R/select.mtd.comb.R

In BOIN: Bayesian Optimal INterval (BOIN) Design for Single-Agent and Drug- Combination Phase I Clinical Trials

#'
#' Select the maximum tolerated dose (MTD) or MTD contour for drug combination trials
#'
#' Select the maximum tolerated dose (MTD) or MTD contour after the drug combination trial is
#' completed using the BOIN design or waterfall design
#'
#'
#' @param target the target DLT rate
#' @param npts a \code{J*K} matrix \code{(J<=K)} containing the number of patients treated at each dose combination
#' @param ntox a \code{J*K} matrix \code{(J<=K)} containing the number of patients experienced
#'             dose-limiting toxicity at each dose combination
#' @param cutoff.eli the cutoff to eliminate an overly toxic dose for safety.
#'                   We recommend the default value of (\code{cutoff.eli=0.95})
#'                   for general use.
#' @param extrasafe set \code{extrasafe=TRUE} to impose a more strict stopping
#'                  rule for extra safety
#' @param offset a small positive number (between \code{0} and \code{0.5}) to control how
#'               strict the stopping rule is when \code{extrasafe=TRUE}. A
#'               larger value leads to a more strict stopping rule.
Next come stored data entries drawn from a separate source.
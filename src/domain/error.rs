use crate::domain::model::{OrderId, ProductId};
use thiserror::Error;

/// ドメイン層のエラー型
/// ビジネスルール違反を表現する
#[derive(Debug, Clone, PartialEq, Eq, Error)]
pub enum DomainError {
    /// 在庫切れ（販売不可の商品、または予約で在庫が負になる）
    #[error("The requested product is not available at this time.")]
    OutOfStock { product_id: ProductId },
    /// 無効な数量（1未満）
    #[error("Invalid quantity: {0} (must be at least 1)")]
    InvalidQuantity(i64),
    /// チェックアウト済みの注文に対する変更
    #[error("Order {0} is already checked out")]
    OrderCheckedOut(OrderId),
    /// 無効な値
    #[error("Invalid value: {0}")]
    InvalidValue(String),
}

impl DomainError {
    /// クライアントの入力不備によるエラーかどうか
    pub fn is_validation_error(&self) -> bool {
        matches!(
            self,
            DomainError::InvalidQuantity(_) | DomainError::InvalidValue(_)
        )
    }
}
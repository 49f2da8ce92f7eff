// 在庫予約の統合テスト
// インメモリストアに対してアプリケーションサービスを通しで実行する

use shop_inventory::adapter::driven::InMemoryStore;
use shop_inventory::application::service::{
    CatalogApplicationService, CatalogQueryService, OrderApplicationService,
    OrderItemApplicationService, OrderQueryService,
};
use shop_inventory::application::ApplicationError;
use shop_inventory::domain::error::DomainError;
use shop_inventory::domain::model::{Caller, CheckoutOutcome, OrderId, ProductId, UserId};
use shop_inventory::domain::port::CatalogRepository;
use std::sync::Arc;

struct Shop {
    store: InMemoryStore,
    items: Arc<OrderItemApplicationService>,
    orders: Arc<OrderApplicationService>,
    catalog: CatalogApplicationService,
    catalog_query: CatalogQueryService,
    order_query: OrderQueryService,
    admin: Caller,
}

impl Shop {
    fn new() -> Self {
        let store = InMemoryStore::new();
        let shared = Arc::new(store.clone());
        Self {
            items: Arc::new(OrderItemApplicationService::new(shared.clone())),
            orders: Arc::new(OrderApplicationService::new(
                shared.clone(),
                shared.clone(),
            )),
            catalog: CatalogApplicationService::new(shared.clone(), shared.clone()),
            catalog_query: CatalogQueryService::new(shared.clone()),
            order_query: OrderQueryService::new(shared),
            store,
            admin: Caller::admin(UserId::new()),
        }
    }

    async fn product(&self, name: &str, stock: i64) -> ProductId {
        let category = self
            .catalog
            .create_category(&self.admin, "Electronics".to_string())
            .await
            .unwrap();
        self.catalog
            .create_product(
                &self.admin,
                category.id(),
                name.to_string(),
                String::new(),
                10_000,
                stock,
            )
            .await
            .unwrap()
            .id()
    }

    async fn open_order(&self, caller: &Caller) -> OrderId {
        self.orders.create_order(caller).await.unwrap().id()
    }

    async fn stock(&self, product_id: ProductId) -> u32 {
        self.store.product_stock(product_id).await.unwrap()
    }

    async fn is_available(&self, product_id: ProductId) -> bool {
        self.store
            .find_product(product_id)
            .await
            .unwrap()
            .unwrap()
            .is_available()
    }
}

fn is_out_of_stock<T>(result: &Result<T, ApplicationError>) -> bool {
    matches!(
        result,
        Err(ApplicationError::Domain(DomainError::OutOfStock { .. }))
    )
}

#[tokio::test]
async fn test_reservation_within_stock_then_beyond_remaining() {
    let shop = Shop::new();
    let customer = Caller::customer(UserId::new());
    let product_id = shop.product("Laptop", 10).await;
    let order_id = shop.open_order(&customer).await;

    shop.items
        .create_order_item(&customer, order_id, product_id, 6)
        .await
        .unwrap();
    assert_eq!(shop.stock(product_id).await, 4);
    assert!(shop.is_available(product_id).await);

    let result = shop
        .items
        .create_order_item(&customer, order_id, product_id, 5)
        .await;
    assert!(is_out_of_stock(&result));
    assert_eq!(shop.stock(product_id).await, 4);

    let details = shop
        .order_query
        .get_order(&customer, order_id)
        .await
        .unwrap()
        .unwrap();
    assert_eq!(details.items.len(), 1);
}

#[tokio::test]
async fn test_reserving_entire_stock_hides_product_until_released() {
    let shop = Shop::new();
    let customer = Caller::customer(UserId::new());
    let product_id = shop.product("Laptop", 5).await;
    let order_id = shop.open_order(&customer).await;

    let item = shop
        .items
        .create_order_item(&customer, order_id, product_id, 5)
        .await
        .unwrap();
    assert_eq!(shop.stock(product_id).await, 0);
    assert!(!shop.is_available(product_id).await);
    assert!(shop
        .catalog_query
        .get_product(Some(&customer), product_id)
        .await
        .unwrap()
        .is_none());

    shop.items
        .delete_order_item(&customer, item.id())
        .await
        .unwrap();
    assert_eq!(shop.stock(product_id).await, 5);
    assert!(shop.is_available(product_id).await);
    assert!(shop
        .catalog_query
        .get_product(None, product_id)
        .await
        .unwrap()
        .is_some());
}

#[tokio::test]
async fn test_sold_out_product_rejects_reservation() {
    let shop = Shop::new();
    let customer = Caller::customer(UserId::new());
    let product_id = shop.product("Laptop", 0).await;
    let order_id = shop.open_order(&customer).await;

    let result = shop
        .items
        .create_order_item(&customer, order_id, product_id, 1)
        .await;

    assert!(is_out_of_stock(&result));
    assert_eq!(
        result.unwrap_err().to_string(),
        "The requested product is not available at this time."
    );
}

#[tokio::test]
async fn test_decreasing_quantity_returns_difference_to_stock() {
    let shop = Shop::new();
    let customer = Caller::customer(UserId::new());
    let product_id = shop.product("Laptop", 5).await;
    let order_id = shop.open_order(&customer).await;
    let item = shop
        .items
        .create_order_item(&customer, order_id, product_id, 3)
        .await
        .unwrap();
    assert_eq!(shop.stock(product_id).await, 2);

    let updated = shop
        .items
        .update_order_item(&customer, item.id(), product_id, 1)
        .await
        .unwrap();

    assert_eq!(updated.quantity().value(), 1);
    assert_eq!(shop.stock(product_id).await, 4);
}

#[tokio::test]
async fn test_increasing_quantity_beyond_stock_changes_nothing() {
    let shop = Shop::new();
    let customer = Caller::customer(UserId::new());
    let product_id = shop.product("Laptop", 4).await;
    let order_id = shop.open_order(&customer).await;
    let item = shop
        .items
        .create_order_item(&customer, order_id, product_id, 2)
        .await
        .unwrap();
    assert_eq!(shop.stock(product_id).await, 2);

    let result = shop
        .items
        .update_order_item(&customer, item.id(), product_id, 100)
        .await;

    assert!(is_out_of_stock(&result));
    assert_eq!(shop.stock(product_id).await, 2);
    let details = shop
        .order_query
        .get_order(&customer, order_id)
        .await
        .unwrap()
        .unwrap();
    assert_eq!(details.items[0].quantity().value(), 2);
}

#[tokio::test]
async fn test_update_with_invalid_quantity_is_rejected() {
    let shop = Shop::new();
    let customer = Caller::customer(UserId::new());
    let product_id = shop.product("Laptop", 4).await;
    let order_id = shop.open_order(&customer).await;
    let item = shop
        .items
        .create_order_item(&customer, order_id, product_id, 2)
        .await
        .unwrap();

    let result = shop
        .items
        .update_order_item(&customer, item.id(), product_id, -1)
        .await;

    assert_eq!(
        result,
        Err(ApplicationError::Domain(DomainError::InvalidQuantity(-1)))
    );
    assert_eq!(shop.stock(product_id).await, 2);
}

#[tokio::test]
async fn test_check_out_twice_keeps_flag() {
    let shop = Shop::new();
    let customer = Caller::customer(UserId::new());
    let order_id = shop.open_order(&customer).await;

    assert_eq!(
        shop.orders.check_out(&customer, order_id).await,
        Ok(CheckoutOutcome::CheckedOut)
    );
    assert_eq!(
        shop.orders.check_out(&customer, order_id).await,
        Ok(CheckoutOutcome::AlreadyCheckedOut)
    );

    let details = shop
        .order_query
        .get_order(&customer, order_id)
        .await
        .unwrap()
        .unwrap();
    assert!(details.order.is_checked_out());
}

#[tokio::test]
async fn test_restock_makes_product_visible_again() {
    let shop = Shop::new();
    let customer = Caller::customer(UserId::new());
    let product_id = shop.product("Laptop", 0).await;

    assert!(shop
        .catalog_query
        .list_products(Some(&customer))
        .await
        .unwrap()
        .is_empty());

    shop.catalog
        .restock(&shop.admin, product_id, 3)
        .await
        .unwrap();

    let visible = shop
        .catalog_query
        .list_products(Some(&customer))
        .await
        .unwrap();
    assert_eq!(visible.len(), 1);
    assert_eq!(visible[0].stock(), 3);
}

#[tokio::test(flavor = "multi_thread", worker_threads = 4)]
async fn test_concurrent_reservations_never_oversell() {
    let shop = Shop::new();
    let product_id = shop.product("Limited Edition", 5).await;

    let mut handles = Vec::new();
    for _ in 0..12 {
        let customer = Caller::customer(UserId::new());
        let order_id = shop.open_order(&customer).await;
        let items = shop.items.clone();
        handles.push(tokio::spawn(async move {
            items
                .create_order_item(&customer, order_id, product_id, 1)
                .await
        }));
    }

    let mut succeeded = 0;
    let mut out_of_stock = 0;
    for handle in handles {
        let result = handle.await.unwrap();
        if result.is_ok() {
            succeeded += 1;
        } else {
            assert!(is_out_of_stock(&result));
            out_of_stock += 1;
        }
    }

    assert_eq!(succeeded, 5);
    assert_eq!(out_of_stock, 7);
    assert_eq!(shop.stock(product_id).await, 0);
    assert!(!shop.is_available(product_id).await);
    assert_eq!(shop.store.reserved_quantity(product_id).await, 5);
}

#[tokio::test(flavor = "multi_thread", worker_threads = 4)]
async fn test_concurrent_reserve_and_release_keep_stock_consistent() {
    let shop = Shop::new();
    let customer = Caller::customer(UserId::new());
    let product_id = shop.product("Laptop", 6).await;
    let order_id = shop.open_order(&customer).await;

    let mut existing = Vec::new();
    for _ in 0..3 {
        existing.push(
            shop.items
                .create_order_item(&customer, order_id, product_id, 2)
                .await
                .unwrap()
                .id(),
        );
    }
    assert_eq!(shop.stock(product_id).await, 0);

    let mut handles = Vec::new();
    for item_id in existing {
        let items = shop.items.clone();
        handles.push(tokio::spawn(async move {
            items.delete_order_item(&customer, item_id).await.map(|_| ())
        }));
    }
    for _ in 0..3 {
        let items = shop.items.clone();
        handles.push(tokio::spawn(async move {
            items
                .create_order_item(&customer, order_id, product_id, 2)
                .await
                .map(|_| ())
        }));
    }

    for handle in handles {
        let result = handle.await.unwrap();
        assert!(result.is_ok() || is_out_of_stock(&result));
    }

    let stock = shop.stock(product_id).await;
    let reserved = shop.store.reserved_quantity(product_id).await;
    assert_eq!(u64::from(stock) + reserved, 6);
    assert_eq!(shop.is_available(product_id).await, stock > 0);
}

#[tokio::test]
async fn test_deleting_order_releases_all_reservations() {
    let shop = Shop::new();
    let customer = Caller::customer(UserId::new());
    let laptop = shop.product("Laptop", 3).await;
    let mouse = shop.product("Mouse", 10).await;
    let order_id = shop.open_order(&customer).await;
    shop.items
        .create_order_item(&customer, order_id, laptop, 3)
        .await
        .unwrap();
    shop.items
        .create_order_item(&customer, order_id, mouse, 4)
        .await
        .unwrap();

    let stranger = Caller::customer(UserId::new());
    let result = shop.orders.delete_order(&stranger, order_id).await;
    assert!(matches!(result, Err(ApplicationError::NotFound(_))));

    shop.orders.delete_order(&customer, order_id).await.unwrap();

    assert_eq!(shop.stock(laptop).await, 3);
    assert_eq!(shop.stock(mouse).await, 10);
    assert!(shop
        .order_query
        .get_order(&shop.admin, order_id)
        .await
        .unwrap()
        .is_none());
}

#[tokio::test(flavor = "multi_thread", worker_threads = 4)]
async fn test_deleting_order_while_items_change_restores_stock() {
    let shop = Shop::new();
    let customer = Caller::customer(UserId::new());
    let product_id = shop.product("Laptop", 12).await;
    let order_id = shop.open_order(&customer).await;

    let mut existing = Vec::new();
    for _ in 0..4 {
        existing.push(
            shop.items
                .create_order_item(&customer, order_id, product_id, 3)
                .await
                .unwrap()
                .id(),
        );
    }
    assert_eq!(shop.stock(product_id).await, 0);

    let mut handles = Vec::new();
    for (index, item_id) in existing.into_iter().enumerate() {
        let items = shop.items.clone();
        handles.push(tokio::spawn(async move {
            if index % 2 == 0 {
                items
                    .update_order_item(&customer, item_id, product_id, 1)
                    .await
                    .map(|_| ())
            } else {
                items.delete_order_item(&customer, item_id).await
            }
        }));
    }
    let orders = shop.orders.clone();
    handles.push(tokio::spawn(async move {
        orders.delete_order(&customer, order_id).await
    }));

    for handle in handles {
        let result = handle.await.unwrap();
        assert!(
            result.is_ok() || matches!(result, Err(ApplicationError::NotFound(_))),
            "{:?}",
            result
        );
    }

    assert_eq!(shop.stock(product_id).await, 12);
    assert_eq!(shop.store.reserved_quantity(product_id).await, 0);
}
The
#'               default value \code{offset=0.05} generally works well.
#' @param boundMTD set \code{boundMTD=TRUE} to impose the condition: the isotonic estimate of toxicity
#'                 probability for the selected MTD must be less than de-escalation boundary.
#' @param p.tox the lowest toxicity probability that is deemed overly toxic such
#'              that deescalation is required. The default value is
#'                \code{p.tox=1.4*target}.
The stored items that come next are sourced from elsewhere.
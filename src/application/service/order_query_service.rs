use crate::application::ApplicationError;
use crate::domain::model::{Caller, Order, OrderId, OrderItem, OrderItemId};
use crate::domain::port::OrderRepository;
use std::sync::Arc;

/// 注文とその明細
#[derive(Debug, Clone, PartialEq, Eq)]
pub struct OrderDetails {
    pub order: Order,
    pub items: Vec<OrderItem>,
}

/// 注文クエリサービス
/// 読み取り専用の注文操作を提供する
pub struct OrderQueryService {
    order_repository: Arc<dyn OrderRepository>,
}

impl OrderQueryService {
    /// 新しい注文クエリサービスを作成
    ///
    /// # Arguments
    /// * `order_repository` - 注文リポジトリ
    pub fn new(order_repository: Arc<dyn OrderRepository>) -> Self {
        Self { order_repository }
    }

    /// 注文IDで注文と明細を取得
    ///
    /// # Arguments
    /// * `caller` - 呼び出し元
    /// * `id` - 注文ID
    ///
    /// # Returns
    /// * `Ok(Some(OrderDetails))` - 注文が見つかった
    /// * `Ok(None)` - 注文が見つからなかった、または呼び出し元の注文ではない
    /// * `Err(ApplicationError)` - 取得失敗
    pub async fn get_order(
        &self,
        caller: &Caller,
        id: OrderId,
    ) -> Result<Option<OrderDetails>, ApplicationError> {
        let order = match self.order_repository.find_by_id(id).await? {
            Some(order) if order.is_accessible_by(caller) => order,
            _ => return Ok(None),
        };
        let items = self.order_repository.find_items(id).await?;
        Ok(Some(OrderDetails { order, items }))
    }

    /// 呼び出し元の注文を作成日時の昇順で取得
    /// 管理者はすべての注文を取得する
    pub async fn list_orders(&self, caller: &Caller) -> Result<Vec<Order>, ApplicationError> {
        let orders = if caller.is_admin() {
            self.order_repository.find_all().await?
        } else {
            self.order_repository.find_by_user(caller.user_id()).await?
        };
        Ok(orders)
    }

    /// 注文明細を取得
    /// 呼び出し元が参照できない注文の明細は `None` を返す
    pub async fn get_order_item(
        &self,
        caller: &Caller,
        item_id: OrderItemId,
    ) -> Result<Option<OrderItem>, ApplicationError> {
        let Some(item) = self.order_repository.find_item(item_id).await? else {
            return Ok(None);
        };
        let visible = self
            .order_repository
            .find_by_id(item.order_id())
            .await?
            .is_some_and(|order| order.is_accessible_by(caller));
        Ok(visible.then_some(item))
    }

    /// 呼び出し元の注文に属する明細をID順で取得
    /// 管理者はすべての明細を取得する
    pub async fn list_order_items(
        &self,
        caller: &Caller,
    ) -> Result<Vec<OrderItem>, ApplicationError> {
        let items = if caller.is_admin() {
            self.order_repository.find_all_items().await?
        } else {
            self.order_repository
                .find_items_by_user(caller.user_id())
                .await?
        };
        Ok(items)
    }
}
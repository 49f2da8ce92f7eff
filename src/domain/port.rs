// 出力ポート
// ドメイン層が外部に依存する機能をトレイトとして定義
// アダプター層でこれらのトレイトを実装する

use crate::domain::model::{
    Category, CategoryId, Order, OrderId, OrderItem, OrderItemId, Product, ProductId, UserId,
};
use async_trait::async_trait;
use thiserror::Error;

/// リポジトリエラー型
/// リポジトリ操作で発生するエラーを表現する
#[derive(Debug, Clone, PartialEq, Eq, Error)]
#[allow(clippy::enum_variant_names)]
pub enum RepositoryError {
    /// データベース接続に失敗
    #[error("Connection failed: {0}")]
    ConnectionFailed(String),
    /// 操作に失敗
    #[error("Operation failed: {0}")]
    OperationFailed(String),
    /// データの取得に失敗
    #[error("Fetch failed: {0}")]
    FetchFailed(String),
    /// 在庫の非負制約に違反する書き込み
    #[error("Stock of product {0} would become negative")]
    StockConstraintViolation(ProductId),
    /// 他の行から参照されているため削除できない
    #[error("Still referenced: {0}")]
    StillReferenced(String),
}

/// 作業単位（トランザクション）
///
/// 在庫に触れる操作はすべてこの中で行う。`commit` されずにドロップされた
/// 作業単位は、途中の書き込みをすべてロールバックする。
#[async_trait]
pub trait UnitOfWork: Send {
    /// 商品行をロックし、最新の状態を読み直す
    async fn lock_product(&mut self, product_id: ProductId)
        -> Result<Option<Product>, RepositoryError>;

    /// 在庫数に差分を適用し、更新後の商品を返す
    /// 在庫が負になる、または `MAX_STOCK` を超える書き込みは `StockConstraintViolation` で失敗する
    async fn apply_stock_delta(
        &mut self,
        product_id: ProductId,
        delta: i64,
    ) -> Result<Product, RepositoryError>;

    /// 在庫数を指定値で上書きする（管理者による補充）
    async fn set_stock(&mut self, product_id: ProductId, stock: u32)
        -> Result<Product, RepositoryError>;

    /// 商品を予約している明細の数量合計
    /// 商品行をロックした後に呼ぶこと（予約の増減はすべて商品行のロックを経由する）
    async fn reserved_stock(&mut self, product_id: ProductId) -> Result<u64, RepositoryError>;

    /// 注文行をロックして取得する
    async fn lock_order(&mut self, order_id: OrderId) -> Result<Option<Order>, RepositoryError>;

    /// チェックアウト状態を保存する（他の列には触れない）
    async fn save_checkout(&mut self, order: &Order) -> Result<(), RepositoryError>;

    /// 注文を削除する（明細はカスケード削除される）
    async fn delete_order(&mut self, order_id: OrderId) -> Result<(), RepositoryError>;

    /// 注文明細をロックせずに読む
    /// 所属する注文を先にロックするために使う（明細の所属注文は変わらない）
    async fn find_order_item(
        &mut self,
        item_id: OrderItemId,
    ) -> Result<Option<OrderItem>, RepositoryError>;

    /// 注文明細行をロックして取得する
    async fn lock_order_item(
        &mut self,
        item_id: OrderItemId,
    ) -> Result<Option<OrderItem>, RepositoryError>;

    /// 注文に属する明細をロックして取得する
    async fn lock_order_items_of(
        &mut self,
        order_id: OrderId,
    ) -> Result<Vec<OrderItem>, RepositoryError>;

    async fn insert_order_item(&mut self, item: &OrderItem) -> Result<(), RepositoryError>;

    async fn update_order_item(&mut self, item: &OrderItem) -> Result<(), RepositoryError>;

    async fn delete_order_item(&mut self, item_id: OrderItemId) -> Result<(), RepositoryError>;

    /// 作業単位をコミットする
    async fn commit(self: Box<Self>) -> Result<(), RepositoryError>;
}

/// 作業単位を開始するファクトリ
#[async_trait]
pub trait UnitOfWorkFactory: Send + Sync {
    async fn begin(&self) -> Result<Box<dyn UnitOfWork>, RepositoryError>;
}

/// カタログリポジトリトレイト
/// カテゴリと商品の永続化を抽象化する
/// 在庫数の変更は扱わない（作業単位を経由する）
#[async_trait]
pub trait CatalogRepository: Send + Sync {
    /// カテゴリを保存する（新規作成または名前の更新）
    async fn save_category(&self, category: &Category) -> Result<(), RepositoryError>;

    async fn find_category(&self, id: CategoryId) -> Result<Option<Category>, RepositoryError>;

    /// すべてのカテゴリを名前順で取得する
    async fn find_all_categories(&self) -> Result<Vec<Category>, RepositoryError>;

    /// カテゴリを削除する（所属商品もカスケード削除される）
    ///
    /// # Returns
    /// * `Ok(true)` - 削除した
    /// * `Ok(false)` - 存在しなかった
    async fn delete_category(&self, id: CategoryId) -> Result<bool, RepositoryError>;

    /// 新しい商品を登録する
    async fn insert_product(&self, product: &Product) -> Result<(), RepositoryError>;

    /// 商品の名前・説明・価格・カテゴリを更新する（在庫数には触れない）
    ///
    /// # Returns
    /// * `Ok(true)` - 更新した
    /// * `Ok(false)` - 存在しなかった
    async fn update_product(&self, product: &Product) -> Result<bool, RepositoryError>;

    /// 商品を削除する
    /// 注文明細から参照されている場合は `StillReferenced` で失敗する
    async fn delete_product(&self, id: ProductId) -> Result<bool, RepositoryError>;

    async fn find_product(&self, id: ProductId) -> Result<Option<Product>, RepositoryError>;

    /// すべての商品を取得する（名前・説明・価格の順）
    async fn find_all_products(&self) -> Result<Vec<Product>, RepositoryError>;

    /// 販売可能な商品のみを取得する（名前・説明・価格の順）
    async fn find_available_products(&self) -> Result<Vec<Product>, RepositoryError>;
}

/// 注文リポジトリトレイト
/// 注文の作成と読み取りを抽象化する
#[async_trait]
pub trait OrderRepository: Send + Sync {
    /// 新しい注文を保存する
    async fn insert(&self, order: &Order) -> Result<(), RepositoryError>;

    async fn find_by_id(&self, order_id: OrderId) -> Result<Option<Order>, RepositoryError>;

    /// すべての注文を作成日時の昇順で取得する
    async fn find_all(&self) -> Result<Vec<Order>, RepositoryError>;

    /// 指定ユーザーの注文を作成日時の昇順で取得する
    async fn find_by_user(&self, user_id: UserId) -> Result<Vec<Order>, RepositoryError>;

    /// 注文に属する明細を取得する
    async fn find_items(&self, order_id: OrderId) -> Result<Vec<OrderItem>, RepositoryError>;

    async fn find_item(&self, item_id: OrderItemId) -> Result<Option<OrderItem>, RepositoryError>;

    /// すべての明細をID順で取得する
    async fn find_all_items(&self) -> Result<Vec<OrderItem>, RepositoryError>;

    /// 指定ユーザーの注文に属する明細をID順で取得する
    async fn find_items_by_user(&self, user_id: UserId)
        -> Result<Vec<OrderItem>, RepositoryError>;

    /// 新しい一意の注文IDを生成する
    fn next_identity(&self) -> OrderId;
}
#' @param mtd.contour set \code{mtd.contour=TRUE} to select the MTD contour,
#'                    otherwise select a single MTD. The value of \code{mtd.contour}
#'                    should be consistent with that in \code{get.oc.comb()}.
#'
#'
#' @return \code{select.mtd.comb()} returns returns (1) target toxicity probability (\code{$target}),
#' (2) selected MTD or MTD contour (\code{$MTD}),
#' (3) isotonic estimate of the DLT probablity at each dose (\code{$p_est}).
#'
#'
#' @details \code{select.mtd.comb()} selects a MTD or the MTD contour based
#'          on matrix isotonic estimates of toxicity probabilities, depending on
#'          \code{mtd.contour} is set as \code{TRUE} or \code{FALSE}. The (matrix)
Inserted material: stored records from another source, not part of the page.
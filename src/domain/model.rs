// ドメインモデル（エンティティと値オブジェクト）

mod availability;
mod order;
mod product;
mod value_objects;

pub use availability::availability;

pub use value_objects::{
    Caller,
    CategoryId, OrderId, OrderItemId, ProductId, UserId,
    Price,
    Quantity, MAX_STOCK,
    UserRole,
};

pub use order::{CheckoutOutcome, Order, OrderItem};
pub use product::{Category, Product};
// 呼び出し元の識別
// 認証は上流のゲートウェイが行い、検証済みの識別情報をヘッダーで受け取る

use axum::{
    extract::FromRequestParts,
    http::{request::Parts, HeaderMap, StatusCode},
    Json,
};

use crate::adapter::driver::rest_api::ApiError;
use crate::domain::model::{Caller, UserId, UserRole};

/// ユーザーIDのヘッダー名
pub const USER_ID_HEADER: &str = "x-user-id";
/// ロールのヘッダー名（省略時は customer）
pub const USER_ROLE_HEADER: &str = "x-user-role";

/// 認証済みの呼び出し元を取り出すエクストラクタ
///
/// 識別情報が無い、または不正な場合は401を返す。
/// 匿名アクセスを許すハンドラーでは `Option<AuthenticatedCaller>` として使う。
#[derive(Debug, Clone, Copy)]
pub struct AuthenticatedCaller(pub Caller);

fn unauthorized(message: &str) -> (StatusCode, Json<ApiError>) {
    (
        StatusCode::UNAUTHORIZED,
        Json(ApiError {
            error: message.to_string(),
            code: "UNAUTHORIZED".to_string(),
        }),
    )
}

/// ヘッダーから呼び出し元を組み立てる
fn caller_from_headers(headers: &HeaderMap) -> Result<Caller, (StatusCode, Json<ApiError>)> {
    let user_id = headers
        .get(USER_ID_HEADER)
        .and_then(|value| value.to_str().ok())
        .ok_or_else(|| unauthorized("Authentication credentials were not provided."))?;
    let user_id =
        UserId::from_string(user_id).map_err(|_| unauthorized("Invalid user identifier."))?;

    let role = match headers.get(USER_ROLE_HEADER) {
        Some(value) => value
            .to_str()
            .ok()
            .and_then(|role| UserRole::from_string(role).ok())
            .ok_or_else(|| unauthorized("Invalid user role."))?,
        None => UserRole::Customer,
    };

    Ok(Caller::new(user_id, role))
}

#[axum::async_trait]
impl<S> FromRequestParts<S> for AuthenticatedCaller
where
    S: Send + Sync,
{
    type Rejection = (StatusCode, Json<ApiError>);

    async fn from_request_parts(parts: &mut Parts, _state: &S) -> Result<Self, Self::Rejection> {
        caller_from_headers(&parts.headers).map(AuthenticatedCaller)
    }
}

#[cfg(test)]
mod tests {
    use super::*;
    use axum::http::HeaderValue;

    fn headers(user_id: Option<&str>, role: Option<&str>) -> HeaderMap {
        let mut headers = HeaderMap::new();
        if let Some(user_id) = user_id {
            headers.insert(USER_ID_HEADER, HeaderValue::from_str(user_id).unwrap());
        }
        if let Some(role) = role {
            headers.insert(USER_ROLE_HEADER, HeaderValue::from_str(role).unwrap());
        }
        headers
    }

    #[test]
    fn test_admin_caller() {
        let user_id = UserId::new();
        let caller =
            caller_from_headers(&headers(Some(&user_id.to_string()), Some("admin"))).unwrap();

        assert_eq!(caller.user_id(), user_id);
        assert!(caller.is_admin());
    }

    #[test]
    fn test_role_defaults_to_customer() {
        let user_id = UserId::new();
        let caller = caller_from_headers(&headers(Some(&user_id.to_string()), None)).unwrap();

        assert_eq!(caller.role(), UserRole::Customer);
    }

    #[test]
    fn test_missing_or_invalid_identity_is_unauthorized() {
        let (status, Json(error)) = caller_from_headers(&headers(None, None)).unwrap_err();
        assert_eq!(status, StatusCode::UNAUTHORIZED);
        assert_eq!(error.code, "UNAUTHORIZED");

        let (status, _) = caller_from_headers(&headers(Some("bob"), None)).unwrap_err();
        assert_eq!(status, StatusCode::UNAUTHORIZED);

        let user_id = UserId::new().to_string();
        let (status, _) =
            caller_from_headers(&headers(Some(&user_id), Some("superuser"))).unwrap_err();
        assert_eq!(status, StatusCode::UNAUTHORIZED);
    }
}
#'          isotonic estimates are obtained by the R package (Iso::biviso).
#'
#' @note The MTD selection and dose escalation/deescalation rule are two independent
#'       components of the trial design. When appropriate, another dose selection
#'       procedure (e.g., based on a fitted logistic model) can be used to select
#'       the MTD after the completion of the trial using the BOIN or waterfall design.
#'
#' @author Suyu Liu, Liangcai Zhang, Yanhong Zhou, and Ying Yuan
#'
#' @references Liu S. and Yuan, Y. (2015). Bayesian Optimal Interval Designs for Phase I Clinical
#'             Trials, \emph{Journal of the Royal Statistical Society: Series C}, 64, 507-523.
#'
#'            Lin R. and Yin, G. (2017). Bayesian Optimal Interval Designs for Dose Finding in
#'            Drug-combination Trials, \emph{Statistical Methods in Medical Research}, 26, 2155-2167.
#'
#'            Yan, F., Zhang, L., Zhou, Y., Pan, H., Liu, S. and Yuan, Y. (2020).BOIN: An R Package
#'            for Designing Single-Agent and Drug-Combination Dose-Finding Trials Using Bayesian Optimal
#'            Interval Designs. \emph{Journal of Statistical Software}, 94(13),1-32.<doi:10.18637/jss.v094.i13>.
#'
#'
#'            Zhang L. and Yuan, Y. (2016). A Simple Bayesian Design to Identify the Maximum
#'            Tolerated Dose Contour for Drug Combination Trials, \emph{Statistics in Medicine}, 35, 4924-4936.
#'
#' @seealso  Tutorial: \url{http://odin.mdacc.tmc.edu/~yyuan/Software/BOIN/BOIN2.6_tutorial.pdf}
#'
#'           Paper: \url{http://odin.mdacc.tmc.edu/~yyuan/Software/BOIN/paper.pdf}
#'
#' @examples
#'
#' ### drug-combination trial to find a single MTD
#'
#' ## Select the MTD based on the data from a 3x5 combination trial
#' ## matrix n contains the number of patients treated at each dose combination
#' ## matrix y contains the number of patients experienced toxicity at each dose combination
#' n <- matrix(c(3, 5, 0, 0, 0, 7, 6, 15, 0, 0, 0, 0, 4, 0, 0), ncol=5, byrow=TRUE)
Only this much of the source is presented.